According to Cal Newport, author of the book Digital Minimalism: Choosing a Focused Life in a Noisy World:

“Minimalism is the art of knowing how much is just enough. Digital minimalism applies this idea to our personal technology. It’s the key to living a focused life in an increasingly noisy world.”

The book was an instant New York Times bestseller. Minimalism had been part of the mainstream discussion for a while, but now it was time to take it further. 

Social media, notifications, email, were now seen as potential enemies. Long before Newport’s book, many others were speaking about the dangers of social media and the “always on” lifestyle we were all served and expected to upkeep.

A few years ago, I shared my notes from Newport’s other book, Deep Work: Rules for Focused Success in a Distracted World. In it, he argued that “deep work is more valuable than ever before in our shifting economy.”

One of the nemeses of deep work? Our digital communication styles.

“Also consider the frustratingly common practice of forwarding an e-mail to one or more colleagues, labeled with a short open-ended interrogative, such as: “Thoughts?” These e-mails take the sender only a handful of seconds to write but can command many minutes (if not hours, in some cases) of time and attention from their recipients to work toward a coherent response.”

Thoughts?

But digital minimalism isn’t constrained just to the interconnected nature of social media. Just like you’ll need to declutter your room if you’ve bought hundreds of clothes you’ve never worn and never intend on wearing, you’ll need to declutter your online space if you’ve deleted a file in your life.

If your email address and desktop are filled with junk because you “want to keep it just in case,” you probably need a spring clean.

I care to keep my working space clean and fun, so looking at it doesn’t become a source of stress for me, but quite the opposite. Why not do the same for my digital space? 

Doing without a purpose is worse than not doing (or is it?)

Earlier this week, I shared on Instagram a podcast episode from NPR’s How I Built This with the founder of Mailchimp. Then, I shared an article from the time I worked as a full-time writer in Albania. It was about brand optimization and I’d obviously fangirled over Mailchimp in it.

My opening line was from the late management consultant Peter Drucker, “whose writings contributed to the philosophical and practical foundations of the modern business corporation.”

“There is nothing so useless as doing efficiently that which should not be done at all.”

Peter Drucker 

In the article, I explained how a lot of the work done by marketing agencies is done very efficiently, alas uselessly.

Similarly, I started this task to save myself the headache of having to frantically delete thousands of emails when I got the dreaded notice from Google that I was close to the 15GB limit. All good, right? 

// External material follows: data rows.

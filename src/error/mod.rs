use std::fmt;

use thiserror::Error;

pub type Result<T> = std::result::Result<T, Error>;

#[derive(Error, Debug)]
pub enum Error {
    #[error("Configuration error: {0}")]
    Config(#[from] config::ConfigError),

    #[error("IO error: {0}")]
    Io(#[from] std::io::Error),

    #[error("Database error: {0}")]
    Database(#[from] sqlx::Error),

    #[error("Migration error: {0}")]
    Migration(#[from] sqlx::migrate::MigrateError),

    #[error("Platform error: {0}")]
    Platform(String),

    #[error("All providers failed: {}", FailureList(.failures))]
    AllProvidersFailed { failures: Vec<ProviderFailure> },

    #[error("Validation error: {0}")]
    Validation(String),

    #[error(transparent)]
    Chat(#[from] crate::chat::ChatError),
}

impl Error {
    pub fn platform(msg: impl Into<String>) -> Self {
        Error::Platform(msg.into())
    }

    pub fn validation(msg: impl Into<String>) -> Self {
        Error::Validation(msg.into())
    }

    pub fn is_not_found(&self) -> bool {
        matches!(self, Error::Database(sqlx::Error::RowNotFound))
    }
}

/// Failure reported by a single provider adapter.
#[derive(Error, Debug, Clone, PartialEq, Eq)]
pub enum ProviderError {
    #[error("{provider}: transport failure: {message}")]
    Transport { provider: String, message: String },

    #[error("{provider}: request timed out after {timeout_ms}ms")]
    Timeout { provider: String, timeout_ms: u64 },

    #[error("{provider}: authentication rejected ({status})")]
    Authentication { provider: String, status: u16 },

    #[error("{provider}: rate limited by upstream")]
    RateLimited { provider: String },

    #[error("{provider}: upstream error {status}: {body}")]
    Upstream {
        provider: String,
        status: u16,
        body: String,
    },

    #[error("{provider}: malformed response: {message}")]
    MalformedResponse { provider: String, message: String },

    #[error("{provider}: empty response")]
    EmptyResponse { provider: String },

    #[error("{provider}: invalid configuration: {message}")]
    Configuration { provider: String, message: String },
}

impl ProviderError {
    pub fn transport(provider: impl Into<String>, message: impl fmt::Display) -> Self {
        ProviderError::Transport {
            provider: provider.into(),
            message: message.to_string(),
        }
    }

    pub fn malformed(provider: impl Into<String>, message: impl fmt::Display) -> Self {
        ProviderError::MalformedResponse {
            provider: provider.into(),
            message: message.to_string(),
        }
    }

    pub fn configuration(provider: impl Into<String>, message: impl fmt::Display) -> Self {
        ProviderError::Configuration {
            provider: provider.into(),
            message: message.to_string(),
        }
    }

    /// Maps a non-success HTTP status to the matching variant.
    pub fn from_status(provider: impl Into<String>, status: u16, body: String) -> Self {
        let provider = provider.into();
        match status {
            401 | 403 => ProviderError::Authentication { provider, status },
            429 => ProviderError::RateLimited { provider },
            _ => ProviderError::Upstream {
                provider,
                status,
                body,
            },
        }
    }

    /// Classifies a reqwest failure that happened before a status was read.
    pub fn from_reqwest(provider: impl Into<String>, err: &reqwest::Error, timeout_ms: u64) -> Self {
        let provider = provider.into();
        if err.is_timeout() {
            ProviderError::Timeout {
                provider,
                timeout_ms,
            }
        } else if err.is_decode() {
            ProviderError::MalformedResponse {
                provider,
                message: err.to_string(),
            }
        } else {
            ProviderError::Transport {
                provider,
                message: err.to_string(),
            }
        }
    }

    pub fn provider(&self) -> &str {
        match self {
            ProviderError::Transport { provider, .. }
            | ProviderError::Timeout { provider, .. }
            | ProviderError::Authentication { provider, .. }
            | ProviderError::RateLimited { provider }
            | ProviderError::Upstream { provider, .. }
            | ProviderError::MalformedResponse { provider, .. }
            | ProviderError::EmptyResponse { provider }
            | ProviderError::Configuration { provider, .. } => provider,
        }
    }
}

/// One failed attempt recorded by the response router.
#[derive(Debug, Clone, PartialEq, Eq)]
pub struct ProviderFailure {
    pub provider: String,
    pub error: ProviderError,
}

struct FailureList<'a>(&'a [ProviderFailure]);

impl fmt::Display for FailureList<'_> {
    fn fmt(&self, f: &mut fmt::Formatter<'_>) -> fmt::Result {
        if self.0.is_empty() {
            return f.write_str("no provider attempted");
        }
        for (i, failure) in self.0.iter().enumerate() {
            if i > 0 {
                f.write_str("; ")?;
            }
            write!(f, "[{}] {}", failure.provider, failure.error)?;
        }
        Ok(())
    }
}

When I was almost done, I saw the little notice at the end of my screen.

You’ve used 0.27GB of your free 15GB storage

Funny. I probably could’ve gone another decade without having to delete anything, but because I wasn’t attentive to my time or purpose–I was trying to procrastinate after all–I didn’t notice until it was too “late.”

But nothing is ever too late and my future self in ten years will thank me, I’m sure. 

3 thoughts on “What deleting 7738 emails taught me about life”

  1. The clean the house email thing is big!! All ages. Cause you never
    know when you might get company or audit of some type. Lol!!!

    I am the seasoned meditator!! Humility and acceptance of what is required.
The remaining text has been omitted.